1980: The digital revolution expands access to care
Philips continued to grow rapidly and exponentially. In healthcare, but also in consumer technology. With the invention of the CD (and CD player), the company set in motion a revolution in which the reading and storage of digital information – data – plays an increasingly important role in all branches of technology. The same was true for the medical world. Large and heavy X-ray scans and files containing patient information were digitized and exchanged much more efficiently between various healthcare institutions. The Philips philosophy was reinforced once again: access to healthcare continued to expand.

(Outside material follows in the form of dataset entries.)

//! Audit Chain - Append-Only, Hash-Linked Security Log
//!
//! Every security-relevant transition in the device (registration,
//! certificate lifecycle, clock corrections, telemetry sessions) is appended
//! here. The chain is persisted in SQLite with WAL journaling.
//!
//! # Guarantees
//!
//! - Single writer: appends are serialized through one lock, so `sequence`
//!   order matches call order and no two entries share a sequence
//! - Atomic appends: an entry is either fully committed or not recorded
//! - Startup continuity check: the whole chain is re-verified on open
//! - Fail closed: once tamper is detected, further appends are refused

use super::entry::{
    compute_entry_hash, payload_hash, AuditEntry, AuditEventType, Hash256, GENESIS_HASH,
};
use crate::clock::{CorrectedClock, TimestampMs};
use crate::error::{Classify, ErrorClass};
use crate::notify::{Notification, NotificationBus};
use rusqlite::{params, Connection, OpenFlags, OptionalExtension, Row};
use std::ops::Range;
use std::path::Path;
use std::sync::{Arc, Mutex, MutexGuard};
use thiserror::Error;
use tracing::{debug, error, info};

#[derive(Debug, Error)]
pub enum AuditError {
    #[error("Database error: {0}")]
    Database(#[from] rusqlite::Error),

    #[error("IO error: {0}")]
    Io(#[from] std::io::Error),

    #[error("Payload serialization failed: {0}")]
    Serialization(#[from] serde_json::Error),

    #[error("Tamper detected at sequence {at}: {reason}")]
    TamperDetected { at: u64, reason: String },

    #[error("Audit chain compromised at sequence {at}, appends refused")]
    ChainCompromised { at: u64 },

    #[error("Audit entry not found: sequence={sequence}")]
    EntryNotFound { sequence: u64 },

    #[error("Audit writer lock poisoned")]
    LockPoisoned,
}

impl Classify for AuditError {
    fn class(&self) -> ErrorClass {
        match self {
            AuditError::TamperDetected { .. } | AuditError::ChainCompromised { .. } => {
                ErrorClass::Integrity
            }
            AuditError::Serialization(_) | AuditError::EntryNotFound { .. } => {
                ErrorClass::Validation
            }
            AuditError::Database(_) | AuditError::Io(_) | AuditError::LockPoisoned => {
                ErrorClass::Fatal
            }
        }
    }
}

pub type Result<T> = std::result::Result<T, AuditError>;

/// Chain health as last observed by the startup check or `verify`.
#[derive(Debug, Clone, PartialEq, Eq)]
pub enum ChainHealth {
    Ok,
    Compromised {
        first_bad_sequence: u64,
        reason: String,
    },
}

impl ChainHealth {
    pub fn is_ok(&self) -> bool {
        matches!(self, ChainHealth::Ok)
    }
}

#[derive(Debug, Clone, Copy)]
struct Head {
    sequence: u64,
    entry_hash: Hash256,
}

struct Writer {
    conn: Connection,
    head: Option<Head>,
    health: ChainHealth,
}

impl Writer {
    fn len(&self) -> u64 {
        self.head.map(|h| h.sequence + 1).unwrap_or(0)
    }
}
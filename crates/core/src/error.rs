//! Error types and failure classification for VitalGuard.
//!
//! Every error raised by a VitalGuard component belongs to exactly one
//! [`ErrorClass`]. The class decides what the caller does next: transient
//! failures are retried under the shared backoff policy, everything else is
//! surfaced immediately.

use std::fmt;
use thiserror::Error;

pub type Result<T> = std::result::Result<T, Error>;

/// Failure taxonomy shared by every component.
#[derive(Debug, Clone, Copy, PartialEq, Eq, Hash)]
pub enum ErrorClass {
    /// Network timeout or temporary server refusal. Retried with backoff.
    Transient,
    /// Malformed input, failed signature check, insane clock reply. Never retried.
    Validation,
    /// Audit chain mismatch or credential revoked mid-session. Security incident.
    Integrity,
    /// Storage unavailable or key derivation failure. Dependent work must stop.
    Fatal,
}

impl ErrorClass {
    /// Whether the shared retry policy may attempt the operation again.
    pub fn is_retryable(self) -> bool {
        matches!(self, ErrorClass::Transient)
    }
}

impl fmt::Display for ErrorClass {
    fn fmt(&self, f: &mut fmt::Formatter<'_>) -> fmt::Result {
        let label = match self {
            ErrorClass::Transient => "transient",
            ErrorClass::Validation => "validation",
            ErrorClass::Integrity => "integrity",
            ErrorClass::Fatal => "fatal",
        };
        f.write_str(label)
    }
}

/// Implemented by every error type so callers can route failures by class.
pub trait Classify {
    fn class(&self) -> ErrorClass;
}

#[derive(Error, Debug)]
pub enum Error {
    #[error("IO error: {0}")]
    Io(#[from] std::io::Error),

    #[error("Configuration error: {0}")]
    Config(String),

    #[error("Serialization error: {0}")]
    Serialization(#[from] serde_json::Error),

    #[error("Storage error: {0}")]
    Storage(#[from] rusqlite::Error),

    #[error("Lock poisoned: {0}")]
    LockPoisoned(String),
}

impl Classify for Error {
    fn class(&self) -> ErrorClass {
        match self {
            Error::Config(_) | Error::Serialization(_) => ErrorClass::Validation,
            Error::Io(_) | Error::Storage(_) | Error::LockPoisoned(_) => ErrorClass::Fatal,
        }
    }
}
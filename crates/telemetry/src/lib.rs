//! VitalGuard telemetry delivery.
//!
//! Sensor readings are grouped into [`TelemetryBatch`]es, signed with the
//! device's Active ClientAuth key and delivered over a mutually
//! authenticated session by [`TelemetryTransport`]. Delivery is
//! at-least-once: a batch leaves the [`BatchQueue`] only when the server
//! acknowledges its `batch_id`.
//!
//! When the in-memory queue is full the oldest unsent batches spill to an
//! encrypted SQLite store instead of being dropped.

pub mod batch;
pub mod breaker;
pub mod error;
pub mod queue;
pub mod session;
pub mod transport;

pub use batch::{Reading, SignedBatch, TelemetryBatch, MAX_READINGS_PER_BATCH};
pub use breaker::{BreakerState, CircuitBreaker};
pub use error::{TelemetryError, TelemetryResult};
pub use queue::{BatchQueue, EnqueueOutcome, SpillStore};
pub use session::{
    BatchResponse, ClientHello, Rejection, SessionState, SessionStateMachine, SessionTransition,
    TelemetryChannel, TelemetrySession,
};
pub use transport::TelemetryTransport;
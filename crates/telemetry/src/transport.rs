//! Telemetry delivery over mutually authenticated sessions.
//!
//! The drain loop takes batches from the [`BatchQueue`], opens a session with
//! the Active ClientAuth certificate, checks the server against the Active
//! ServerTrust certificate and streams batches one at a time. A batch leaves
//! the queue only on a positive acknowledgment carrying its id; a missing ack
//! puts it back for another attempt, so delivery is at-least-once and the
//! server is expected to dedupe by `batch_id`.
//!
//! Every session state change is audited. The session faults immediately if
//! the client certificate is revoked, superseded or expires mid-session, and
//! the next connect picks up whatever certificate is Active by then.

use crate::batch::{SignedBatch, TelemetryBatch};
use crate::breaker::{BreakerState, CircuitBreaker};
use crate::error::{TelemetryError, TelemetryResult};
use crate::queue::{BatchQueue, EnqueueOutcome};
use crate::session::{
    BatchResponse, ClientHello, Rejection, SessionState, SessionStateMachine, TelemetryChannel,
    TelemetrySession,
};
use serde_json::json;
use std::sync::{Arc, Mutex, MutexGuard};
use std::time::Duration;
use tokio::sync::{broadcast, watch};
use tokio_util::sync::CancellationToken;
use tracing::{debug, error, info, warn};
use vitalguard_core::config::TelemetryConfig;
use vitalguard_core::{
    with_timeout, AuditChain, AuditEventType, Classify, CorrectedClock, ErrorClass, Notification,
    NotificationBus, RetryPolicy,
};
use vitalguard_identity::{CertificateManager, CertificateStatus, ClientCredentials};

/// How often an idle session re-checks its client certificate.
const CREDENTIAL_CHECK_INTERVAL: Duration = Duration::from_secs(1);

/// How one delivery attempt ended.
#[derive(Debug)]
enum Delivery {
    Acked,
    /// Removed without delivery (abandoned or rejected as malformed)
    Dropped,
    TimedOut,
    RateLimited,
    Fault(String),
}

#[derive(Debug)]
enum SessionEnd {
    Shutdown,
    Faulted(String),
}

pub struct TelemetryTransport {
    queue: Arc<BatchQueue>,
    channel: Arc<dyn TelemetryChannel>,
    certificates: Arc<CertificateManager>,
    clock: Arc<CorrectedClock>,
    audit: Arc<AuditChain>,
    notifications: NotificationBus,
    retry: RetryPolicy,
    connect_timeout: Duration,
    ack_timeout: Duration,
    max_batch_attempts: u32,
    batch_retention: Duration,
    machine: Mutex<SessionStateMachine>,
    breaker: Mutex<CircuitBreaker>,
}
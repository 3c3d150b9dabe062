//! Audit chain continuity and at-rest protection across restarts

use crate::test_utils::*;
use vitalguard_core::{AuditError, AuditEventType, ChainHealth};
use vitalguard_crypto::{KdfParams, KeyManager, Sealer, StaticSecret};
use vitalguard_identity::{CertificateStore, CertificateType};

#[tokio::test]
async fn test_chain_continues_across_restart() {
    let dir = TestDir::new();
    let central = MockCentral::new();

    let before = {
        let device = TestDevice::boot(&dir, &central);
        device.clock_sync.sync().await.unwrap();
        device.register().await;
        device.audit.len().unwrap()
    };
    assert!(before >= 3);

    let device = TestDevice::boot(&dir, &central);
    assert!(device.audit.health().unwrap().is_ok());
    assert_eq!(device.audit.len().unwrap(), before);

    device.clock_sync.sync().await.unwrap();
    let entry = device.audit.latest().unwrap().expect("latest entry");
    assert_eq!(entry.sequence, before);
    assert_eq!(entry.event_type, AuditEventType::ClockSynced);
    assert_eq!(
        entry.prev_hash,
        device.audit.entry(before - 1).unwrap().entry_hash
    );
    device.audit.verify_all().unwrap();
}

#[tokio::test]
async fn test_tampered_chain_is_detected_at_startup() {
    let dir = TestDir::new();
    let central = MockCentral::new();

    {
        let device = TestDevice::boot(&dir, &central);
        device.register().await;
        assert!(device.audit.len().unwrap() >= 2);
    }

    {
        let conn = rusqlite::Connection::open(dir.path().join("audit.db")).unwrap();
        let changed = conn
            .execute(
                "UPDATE audit_entries SET payload = ?1 WHERE sequence = ?2",
                rusqlite::params![r#"{"forged":true}"#, 1i64],
            )
            .unwrap();
        assert_eq!(changed, 1);
    }

    let device = TestDevice::boot(&dir, &central);
    match device.audit.health().unwrap() {
        ChainHealth::Compromised {
            first_bad_sequence, ..
        } => assert_eq!(first_bad_sequence, 1),
        ChainHealth::Ok => panic!("tampering went unnoticed"),
    }
    assert!(device.audit.verify_all().is_err());

    let err = device
        .audit
        .append(AuditEventType::ClockSynced, &serde_json::json!({}))
        .unwrap_err();
    assert!(matches!(err, AuditError::ChainCompromised { .. }));
}

#[tokio::test]
async fn test_sealed_key_material_needs_device_secret() {
    let dir = TestDir::new();
    let central = MockCentral::new();

    let client_id = {
        let device = TestDevice::boot(&dir, &central);
        device.register().await;
        device
            .certificates
            .active(CertificateType::ClientAuth)
            .unwrap()
            .id
    };

    let keys = KeyManager::new(
        dir.path().join("datastore.salt"),
        KdfParams {
            iterations: 1,
            memory_kib: 64,
            lanes: 1,
        },
        Box::new(StaticSecret::new(b"some-other-secret".to_vec())),
    );
    let wrong_key = keys.get_or_create_key().unwrap();
    assert!(!keys.created_new_salt());

    let store = CertificateStore::open(
        dir.path().join("certificates.db"),
        Sealer::new(wrong_key),
    )
    .unwrap();
    assert!(store.material(&client_id).is_err());
    // metadata is not sealed
    assert_eq!(
        store.require(&client_id).unwrap().cert_type,
        CertificateType::ClientAuth
    );
}
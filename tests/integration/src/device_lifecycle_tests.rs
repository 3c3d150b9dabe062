//! Registration, clock sync and certificate lifecycle

use crate::test_utils::*;
use tokio_util::sync::CancellationToken;
use vitalguard_core::{AuditEventType, Notification};
use vitalguard_identity::{
    CertificateStatus, CertificateType, RefusalCode, RegistrationError, RegistrationStatus,
};

#[tokio::test]
async fn test_first_boot_syncs_clock_and_registers() {
    let _ = tracing_subscriber::fmt::try_init();
    let dir = TestDir::new();
    let central = MockCentral::new();
    central.set_skew_ms(5_000);

    let device = TestDevice::boot(&dir, &central);
    let mut notifications = device.notifications.subscribe();

    let offset = device.clock_sync.sync().await.expect("clock sync");
    assert_eq!(offset.offset_ms, 5_000);
    assert_eq!(device.clock.now(), central.server_now());
    assert_eq!(
        notifications.try_recv().expect("jump notification"),
        Notification::ClockOffsetJumped {
            previous_offset_ms: 0,
            new_offset_ms: 5_000,
        }
    );

    let device_id = device.register().await;
    assert_eq!(device_id, "vg-sn-it-001");
    assert_eq!(
        device.registration.status(),
        RegistrationStatus::Registered {
            device_id: device_id.clone()
        }
    );

    let client = device
        .certificates
        .active(CertificateType::ClientAuth)
        .expect("client certificate");
    assert_eq!(client.status, CertificateStatus::Active);
    assert_eq!(client.subject, device_id);
    assert!(device.certificates.server_trust().is_ok());
    assert!(device.certificates.client_credentials().is_ok());

    assert_eq!(
        device
            .audit
            .entries_by_type(AuditEventType::DeviceRegistered)
            .unwrap()
            .len(),
        1
    );
    assert_eq!(
        device
            .audit
            .entries_by_type(AuditEventType::ClockOffsetJumped)
            .unwrap()
            .len(),
        1
    );
}

#[tokio::test]
async fn test_registration_retries_through_outage() {
    let dir = TestDir::new();
    let central = MockCentral::new();
    central.fail_registrations(2);

    let device = TestDevice::boot(&dir, &central);
    device.register().await;

    assert_eq!(central.registration_calls(), 3);
    assert!(device
        .audit
        .entries_by_type(AuditEventType::RegistrationFailed)
        .unwrap()
        .is_empty());
}

#[tokio::test]
async fn test_registration_refusal_is_not_retried() {
    let dir = TestDir::new();
    let central = MockCentral::new();
    central.refuse_registrations(RefusalCode::InvalidMetadata);

    let device = TestDevice::boot(&dir, &central);
    let mut notifications = device.notifications.subscribe();

    let err = device
        .registration
        .register_device(false, &CancellationToken::new())
        .await
        .unwrap_err();
    assert!(matches!(
        err,
        RegistrationError::Refused {
            code: RefusalCode::InvalidMetadata,
            ..
        }
    ));
    assert_eq!(central.registration_calls(), 1);
    assert!(matches!(
        device.registration.status(),
        RegistrationStatus::Failed { attempts: 1, .. }
    ));
    assert!(matches!(
        notifications.try_recv().unwrap(),
        Notification::RegistrationFailed { attempts: 1, .. }
    ));
    assert!(device.certificates.active(CertificateType::ClientAuth).is_none());
    assert_eq!(
        device
            .audit
            .entries_by_type(AuditEventType::RegistrationFailed)
            .unwrap()
            .len(),
        1
    );
}

#[tokio::test]
async fn test_registration_survives_restart() {
    let dir = TestDir::new();
    let central = MockCentral::new();

    let device_id = {
        let device = TestDevice::boot(&dir, &central);
        device.register().await
    };

    let device = TestDevice::boot(&dir, &central);
    assert_eq!(
        device.registration.status(),
        RegistrationStatus::Registered {
            device_id: device_id.clone()
        }
    );
    let err = device
        .registration
        .register_device(false, &CancellationToken::new())
        .await
        .unwrap_err();
    assert!(matches!(err, RegistrationError::AlreadyProvisioned { .. }));
    assert_eq!(central.registration_calls(), 1);
    assert!(device.certificates.client_credentials().is_ok());
}

#[tokio::test]
async fn test_rotation_replaces_expiring_certificates() {
    let dir = TestDir::new();
    let central = MockCentral::new();
    let device = TestDevice::boot(&dir, &central);
    device.register().await;

    let old_client = device
        .certificates
        .active(CertificateType::ClientAuth)
        .unwrap();

    // inside the 30 day rotation window of a 90 day certificate
    central.clock().advance_ms(61 * DAY_MS);
    let mut notifications = device.notifications.subscribe();
    let due = device.certificates.check_expirations().unwrap();
    let due_types: Vec<_> = due.iter().map(|c| c.cert_type).collect();
    assert!(due_types.contains(&CertificateType::ClientAuth));
    assert!(due_types.contains(&CertificateType::ServerTrust));
    assert!(matches!(
        notifications.try_recv().unwrap(),
        Notification::CertificateExpiringSoon { .. }
    ));

    // still in service while expiring
    assert_eq!(
        device
            .certificates
            .active(CertificateType::ClientAuth)
            .map(|c| c.id),
        Some(old_client.id.clone())
    );

    let replacement = device
        .certificates
        .rotate(CertificateType::ClientAuth, &CancellationToken::new())
        .await
        .expect("rotation");
    assert_ne!(replacement.id, old_client.id);
    assert_ne!(replacement.public_key, old_client.public_key);
    assert_eq!(
        device
            .certificates
            .active(CertificateType::ClientAuth)
            .map(|c| c.id),
        Some(replacement.id.clone())
    );
    assert_eq!(
        device.certificates.credential_status(&old_client.id).unwrap(),
        CertificateStatus::Superseded
    );
    assert_eq!(
        device
            .certificates
            .client_credentials()
            .unwrap()
            .certificate
            .id,
        replacement.id
    );

    device
        .certificates
        .rotate(CertificateType::ServerTrust, &CancellationToken::new())
        .await
        .expect("server trust rotation");
    assert!(device.certificates.check_expirations().unwrap().is_empty());
    assert_eq!(
        device
            .audit
            .entries_by_type(AuditEventType::CertificateRotated)
            .unwrap()
            .len(),
        2
    );
}

#[tokio::test]
async fn test_revocation_takes_credentials_out_of_service() {
    let dir = TestDir::new();
    let central = MockCentral::new();
    let device = TestDevice::boot(&dir, &central);
    device.register().await;
    let mut notifications = device.notifications.subscribe();

    let client = device
        .certificates
        .active(CertificateType::ClientAuth)
        .unwrap();
    device.certificates.revoke(&client.id, "key compromise").unwrap();
    device.certificates.revoke(&client.id, "key compromise").unwrap();

    assert_eq!(
        device.certificates.credential_status(&client.id).unwrap(),
        CertificateStatus::Revoked
    );
    assert!(device.certificates.client_credentials().is_err());

    let notification = notifications.try_recv().unwrap();
    assert!(notification.is_high_priority());
    assert!(matches!(notification, Notification::CertificateRevoked { .. }));
    assert!(notifications.try_recv().is_err());
    assert_eq!(
        device
            .audit
            .entries_by_type(AuditEventType::CertificateRevoked)
            .unwrap()
            .len(),
        1
    );
}
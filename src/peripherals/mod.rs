//! Narrow interfaces to the hardware collaborators: the LED matrix, the
//! score display and the speaker. The simulation only ever talks to these
//! traits; `console` holds the terminal stand-ins used by the binary.

use crate::error::Result;

pub use frame::{strip_index, Frame, Rgb, LED_COUNT};

pub mod console;
mod frame;

pub trait LedMatrix {
    fn render(&mut self, frame: &Frame) -> Result;

    fn blank(&mut self) -> Result {
        self.render(&Frame::BLANK)
    }
}

pub trait ScoreScreen {
    fn show_score(&mut self, score: usize) -> Result;
    fn show_paused(&mut self) -> Result;
    fn clear(&mut self) -> Result;
}

/// Fire-and-forget tone generation; `start` replaces any tone already
/// playing
pub trait Speaker {
    fn start(&mut self, tone_hz: u16) -> Result;
    fn stop(&mut self) -> Result;
}
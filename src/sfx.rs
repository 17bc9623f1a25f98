//! Tone constants for the three sound events. One short tone per move or
//! eat, a fixed note sequence on death.

/// C4, played on an ordinary move
pub const MOVE_TONE_HZ: u16 = 261;

/// Bb5, played when a fruit is eaten
pub const EAT_TONE_HZ: u16 = 932;

/// Death jingle: a descending chromatic run from B5 to D5, (hz, ms) pairs
/// played back-to-back
pub const DEATH_SONG: [(u16, u64); 10] = [
    (988, 150),
    (932, 150),
    (880, 150),
    (831, 150),
    (784, 150),
    (740, 150),
    (698, 150),
    (659, 150),
    (622, 150),
    (587, 300),
];
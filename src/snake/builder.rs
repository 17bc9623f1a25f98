use super::Game;
use crate::basic::GridPoint;
use crate::board::{Board, Cell};
use crate::fruit::spawn_fruit;
use crate::pool::SegmentPool;
use log::info;
use rand::Rng;
use thiserror::Error;

#[derive(Debug, Error)]
#[error("game builder error: {1} (builder: {0:?})")]
#[must_use]
pub struct BuilderError(pub Box<Builder>, pub &'static str);

/// Initial configuration: a size-1 snake at `origin` and one fruit, placed
/// randomly unless pinned (tests pin it to get deterministic setups).
#[derive(Default, Clone, Debug)]
pub struct Builder {
    pub origin: Option<GridPoint>,
    pub fruit: Option<GridPoint>,
}

impl Builder {
    #[must_use]
    pub fn origin(mut self, value: GridPoint) -> Self {
        self.origin = Some(value);
        self
    }

    #[must_use]
    pub fn fruit(mut self, value: GridPoint) -> Self {
        self.fruit = Some(value);
        self
    }

    pub fn build(&self, rng: &mut impl Rng) -> Result<Game, BuilderError> {
        let origin = self.origin.unwrap_or(GridPoint::ORIGIN);

        let mut board = Board::new();
        let mut pool = SegmentPool::new();

        let head = pool.acquire().expect("fresh pool with no free slots");
        pool[head].pos = origin;
        board.set(origin, Cell::Snake);

        let fruit = match self.fruit {
            Some(pos) if pos == origin => {
                return Err(BuilderError(
                    Box::new(self.clone()),
                    "fruit placed on the snake",
                ));
            }
            Some(pos) => {
                board.set(pos, Cell::Fruit);
                pos
            }
            None => spawn_fruit(&mut board, rng),
        };

        info!("snake starts at {:?}, fruit at {:?}", origin, fruit);

        Ok(Game {
            board,
            pool,
            head,
            tail: head,
            size: 1,
            finished: false,
        })
    }
}

#[cfg(test)]
mod tests {
    use super::*;
    use crate::basic::BOARD_SIZE;
    use rand::rngs::StdRng;
    use rand::SeedableRng;

    #[test]
    fn default_build() {
        let mut rng = StdRng::seed_from_u64(1);
        let game = Builder::default().build(&mut rng).unwrap();

        assert_eq!(game.size(), 1);
        assert_eq!(game.head_pos(), GridPoint::ORIGIN);
        assert_eq!(game.board().get(GridPoint::ORIGIN), Cell::Snake);
        assert_eq!(game.board().count(Cell::Fruit), 1);
        assert_eq!(game.board().count_empty(), BOARD_SIZE - 2);
    }

    #[test]
    fn fruit_on_snake_is_rejected() {
        let mut rng = StdRng::seed_from_u64(1);
        let result = Builder::default()
            .fruit(GridPoint::ORIGIN)
            .build(&mut rng);
        assert!(result.is_err());
    }
}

2003: More comfort through the Ambient Experience
Accessible and innovative: those values also laid the foundation for the Ambient Experience. In the Ambient Experience, a 'scan room' is holistically designed, with – among other things – special lighting, to ensure it is as soothing and comfortable as possible. Because although feeling nervous during an MRI scan is perfectly normal, it is essential to a successful outcome that the patient is relaxed. A unique collaboration between researchers, designers, and medical professionals, with a demonstrable effect on patient well-being.
2017: Navigating during medical procedures with the Azurion
Philips developed the Azurion platform for image-guided treatments, in which organs and tissue are visualized with razor-sharp clarity. During the treatment, a doctor can 'navigate through the body' and, moreover, directly access all patient-related images, such as scans and 3D visualizations, on the screen. There are now many versions of the Azurion, all of which build on the principle of image-guided therapy for performing both routine and complex interventions. Treatments with the Azurion are often faster, more precise, and safer, thanks to the lower dose of X-ray radiation.
2025: LumiGuide completes a cycle of light and care
During the RSNA Conference in Chicago, Philips announces the commercial launch of LumiGuide. Building on the Azurion platform, LumiGuide brings light-based innovation to image-guided therapy. LumiGuide is the first solution that uses light to visualize the shape and position of LumiGuide wires and endovascular catheters specifically designed for this purpose in real time and in 3D inside the body, without the use of X-ray radiation. Simply put: where light once inspired the development of X-ray technology, light continues to shape innovation today.
2026 – …: The next healthcare revolution: Artificial Intelligence
Although the story has come full circle, Philips is far from finished innovating. The next revolution is already coming up, and Philips is leading the way. LumiGuide uses AI to quickly and accurately align each image with the patient's anatomy. With this technology, clinicians can navigate accurately, while radiation exposure for both patients and clinical staff is significantly reduced.
And this is just one example. Philips is innovating across all business lines using AI to further increase access to care. The ultimate goal being: to improve the lives of 2.5 billion people worldwide every year. The innovations in this chronicle are just the tip of the iceberg. For even after 135 years, our passion for improving lives is as alive as ever.